● Problem description:
In how many lines of the listing does the word "binding" appear? Reply with the number only.

[Data under study Boundary: Start]

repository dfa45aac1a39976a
//! Error types for vault client operations
//!
//! Covers wallet provider failures, contract binding problems, amount
//! conversion and transaction outcomes.

use std::error::Error as StdError;
use std::fmt;

use crate::state::Operation;

/// Core error type for vault client operations
///
/// Cloneable so the same error can be logged, stored in the view state and
/// returned to the caller.
#[derive(Clone, Debug, PartialEq, Eq)]
pub enum VaultError {
    /// No wallet provider is configured
    ProviderMissing,

    /// Operation needs a connected wallet and a bound contract
    NotConnected,

    /// The wallet refused or failed the account request
    ConnectionRejected(String),

    /// The wallet granted access but exposed no accounts
    NoAccounts,

    /// Amount string could not be converted to wei
    InvalidAmount(String),

    /// Malformed address
    InvalidAddress(String),

    /// ABI document or call encoding problem
    Abi(String),

    /// JSON-RPC error object returned by the node
    Rpc { code: i64, message: String },

    /// HTTP transport failure
    Transport(String),

    /// Node answered with something we could not interpret
    InvalidResponse(String),

    /// Transaction was mined but reverted
    TransactionReverted(String),

    /// The same operation is already in flight
    Busy(Operation),

    /// Missing or unreadable contract configuration
    Config(String),
}

impl fmt::Display for VaultError {
    fn fmt(&self, f: &mut fmt::Formatter<'_>) -> fmt::Result {
        match self {
            Self::ProviderMissing => {
                write!(f, "No wallet provider found! Set VAULT_RPC_URL to a wallet endpoint.")
            }
            Self::NotConnected => write!(f, "Wallet not connected"),
            Self::ConnectionRejected(msg) => write!(f, "Connection rejected: {}", msg),
            Self::NoAccounts => write!(f, "Wallet returned no accounts"),
            Self::InvalidAmount(msg) => write!(f, "Invalid amount: {}", msg),
            Self::InvalidAddress(addr) => write!(f, "Invalid address: {}", addr),
            Self::Abi(msg) => write!(f, "ABI error: {}", msg),
            Self::Rpc { code, message } => write!(f, "RPC error {}: {}", code, message),
            Self::Transport(msg) => write!(f, "Transport error: {}", msg),
            Self::InvalidResponse(msg) => write!(f, "Invalid response from wallet: {}", msg),
            Self::TransactionReverted(hash) => write!(f, "Transaction reverted: {}", hash),
            Self::Busy(op) => write!(f, "{} already in progress", op),
            Self::Config(msg) => write!(f, "{}", msg),
        }
    }
}

impl StdError for VaultError {}

impl VaultError {
    pub fn abi(msg: impl Into<String>) -> Self {
        Self::Abi(msg.into())
    }

    pub fn invalid_response(msg: impl Into<String>) -> Self {
        Self::InvalidResponse(msg.into())
    }

    pub fn invalid_amount(msg: impl Into<String>) -> Self {
        Self::InvalidAmount(msg.into())
    }

    /// Whether retrying by the user can help
    ///
    /// Busy and amount errors are resolved by the user, not by the node.
    pub fn is_user_error(&self) -> bool {
        matches!(
            self,
            Self::InvalidAmount(_) | Self::Busy(_) | Self::NotConnected | Self::ProviderMissing
        )
    }
}

impl From<reqwest::Error> for VaultError {
    fn from(err: reqwest::Error) -> Self {
        Self::Transport(err.to_string())
    }
}

impl From<serde_json::Error> for VaultError {
    fn from(err: serde_json::Error) -> Self {
        Self::InvalidResponse(err.to_string())
    }
}
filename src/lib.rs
//! Vault Client: wallet-connected front end for a time-locked ETH vault
//!
//! Connects a wallet, shows the account's ETH balance, governance token count
//! and deposit lock, and submits deposits and withdrawals to a pre-deployed
//! vault contract described by an externally supplied ABI.
//!
//! # Architecture
//!
//! - **Wallet provider**: capability trait over account access, balance
//!   queries, calls, signing and confirmation ([`WalletProvider`]), with a
//!   JSON-RPC implementation ([`JsonRpcProvider`])
//! - **Contract binding**: address + ABI + signer ([`VaultContract`])
//! - **View state**: immutable snapshots updated through a reducer ([`Store`])
//! - **Client**: orchestrates the above ([`VaultClient`])
//!
//! # Example
//!
//! ```ignore
//! use vault_client::{ClientConfig, VaultClient};
//!
//! let client = VaultClient::from_config(&ClientConfig::from_env())?;
//! client.connect().await?;
//! client.deposit("0.5").await?;
//!
//! let state = client.state();
//! println!("Unlocks: {}", state.unlock_date_text());
//! ```

// Public modules
pub mod abi;
pub mod client;
pub mod config;
pub mod contract;
pub mod error;
pub mod lock;
pub mod provider;
pub mod rpc;
pub mod state;
pub mod units;

// Re-exports for convenience
pub use abi::ContractAbi;
pub use alloy::primitives::{Address, U256};
pub use client::VaultClient;
pub use config::{ClientConfig, ContractConfig, ContractFiles};
pub use contract::{DepositRecord, VaultContract};
pub use error::VaultError;
pub use lock::{unlock_timestamp, LOCK_DURATION_SECS};
pub use provider::{CallRequest, TransactionReceipt, TransactionRequest, WalletProvider};
pub use rpc::JsonRpcProvider;
pub use state::{Action, Connection, DepositStatus, Operation, Store, ViewState};
pub use units::{format_ether, parse_ether};

// Common result type
pub type Result<T> = std::result::Result<T, VaultError>;
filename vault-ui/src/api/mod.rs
pub mod handlers;
pub mod server;
pub mod types;
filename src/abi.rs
//! Contract ABI handling
//!
//! Loads the externally supplied ABI document into an alloy [`JsonAbi`] and
//! encodes calls / decodes results through `alloy::dyn_abi`. The raw document
//! is kept alongside so it can be reported back exactly as deployed.

use std::str::FromStr;

use alloy::dyn_abi::{DynSolValue, FunctionExt, JsonAbiExt};
use alloy::json_abi::{Function, JsonAbi, Param};
use alloy::primitives::{keccak256, Address, U256};
use serde_json::Value;

use crate::error::VaultError;
use crate::Result;

/// Parsed contract ABI plus the document it came from
#[derive(Debug, Clone)]
pub struct ContractAbi {
    document: Value,
    abi: JsonAbi,
}

impl ContractAbi {
    /// Parse an ABI document
    ///
    /// Accepts a bare entry array or a build artifact with an `abi` field.
    pub fn from_json(json: &str) -> Result<Self> {
        let document: Value = serde_json::from_str(json)
            .map_err(|e| VaultError::abi(format!("ABI is not valid JSON: {}", e)))?;
        Self::from_value(document)
    }

    pub fn from_value(document: Value) -> Result<Self> {
        let entries = match document {
            Value::Array(_) => document.clone(),
            Value::Object(ref artifact) => artifact
                .get("abi")
                .cloned()
                .ok_or_else(|| VaultError::abi("artifact has no \"abi\" field"))?,
            _ => return Err(VaultError::abi("ABI must be an array or an artifact object")),
        };

        let abi: JsonAbi = serde_json::from_value(entries)
            .map_err(|e| VaultError::abi(format!("malformed ABI entry: {}", e)))?;

        Ok(Self { document, abi })
    }

    pub fn abi(&self) -> &JsonAbi {
        &self.abi
    }

    /// The document as loaded, wrapper and all
    pub fn document(&self) -> &Value {
        &self.document
    }

    /// Look up a function by name (first overload)
    pub fn function(&self, name: &str) -> Result<Function> {
        self.abi
            .function(name)
            .and_then(|overloads| overloads.first())
            .cloned()
            .ok_or_else(|| VaultError::abi(format!("ABI has no function named '{}'", name)))
    }

    pub fn to_json_pretty(&self) -> Result<String> {
        serde_json::to_string_pretty(&self.document)
            .map_err(|e| VaultError::abi(format!("failed to render ABI: {}", e)))
    }
}

// ============================================================================
// Calls and results
// ============================================================================

/// Encode selector plus arguments for a call to `function`
pub fn encode_call(function: &Function, args: &[DynSolValue]) -> Result<Vec<u8>> {
    function
        .abi_encode_input(args)
        .map_err(|e| VaultError::abi(format!("{}: {}", function.signature(), e)))
}

/// Decode a uint from the result of `function`
///
/// With `field` set, the named output (or the named component of a returned
/// struct) is used; otherwise the function must have exactly one output.
pub fn decode_uint(function: &Function, data: &[u8], field: Option<&str>) -> Result<U256> {
    let values = function.abi_decode_output(data).map_err(|e| {
        VaultError::invalid_response(format!("{} returned undecodable data: {}", function.name, e))
    })?;

    let value = match field {
        Some(field) => find_field(&function.outputs, &values, field).ok_or_else(|| {
            VaultError::abi(format!("{} has no output named '{}'", function.name, field))
        })?,
        None => match values.as_slice() {
            [single] => single,
            _ => {
                return Err(VaultError::abi(format!(
                    "{} returns {} values, expected one",
                    function.name,
                    values.len()
                )))
            }
        },
    };

    value.as_uint().map(|(value, _)| value).ok_or_else(|| {
        VaultError::abi(format!("output of {} is not an unsigned integer", function.name))
    })
}

fn find_field<'a>(
    params: &[Param],
    values: &'a [DynSolValue],
    field: &str,
) -> Option<&'a DynSolValue> {
    for (param, value) in params.iter().zip(values) {
        if param.name == field {
            return Some(value);
        }
        if let DynSolValue::Tuple(inner) = value {
            if let Some(found) = find_field(&param.components, inner, field) {
                return Some(found);
            }
        }
    }
    None
}

// ============================================================================
// Helpers
// ============================================================================

/// First four bytes of the keccak-256 hash of a function signature
pub fn selector(signature: &str) -> [u8; 4] {
    let hash = keccak256(signature.as_bytes());
    let mut out = [0u8; 4];
    out.copy_from_slice(&hash[..4]);
    out
}

/// Parse a `0x`-prefixed 20-byte hex address
pub fn parse_address(address: &str) -> Result<Address> {
    if !address.starts_with("0x") {
        return Err(VaultError::InvalidAddress(address.to_string()));
    }
    Address::from_str(address).map_err(|_| VaultError::InvalidAddress(address.to_string()))
}

pub fn to_hex_data(bytes: &[u8]) -> String {
    format!("0x{}", hex::encode(bytes))
}

pub fn from_hex_data(data: &str) -> Result<Vec<u8>> {
    let digits = data.strip_prefix("0x").unwrap_or(data);
    hex::decode(digits).map_err(|e| VaultError::invalid_response(format!("bad hex data: {}", e)))
}
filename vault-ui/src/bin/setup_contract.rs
use std::io;
use std::process::ExitCode;

use vault_client::ContractFiles;
use vault_ui::setup;

fn main() -> ExitCode {
    dotenv::dotenv().ok();
    env_logger::Builder::from_env(env_logger::Env::default().default_filter_or("warn")).init();

    let files = ContractFiles::from_env();
    match setup::check(&files, &mut io::stdout().lock()) {
        Ok(_) => ExitCode::SUCCESS,
        Err(e) => {
            eprintln!("{}", e);
            ExitCode::FAILURE
        }
    }
}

[Data under study Boundary: End]

● Task output:
2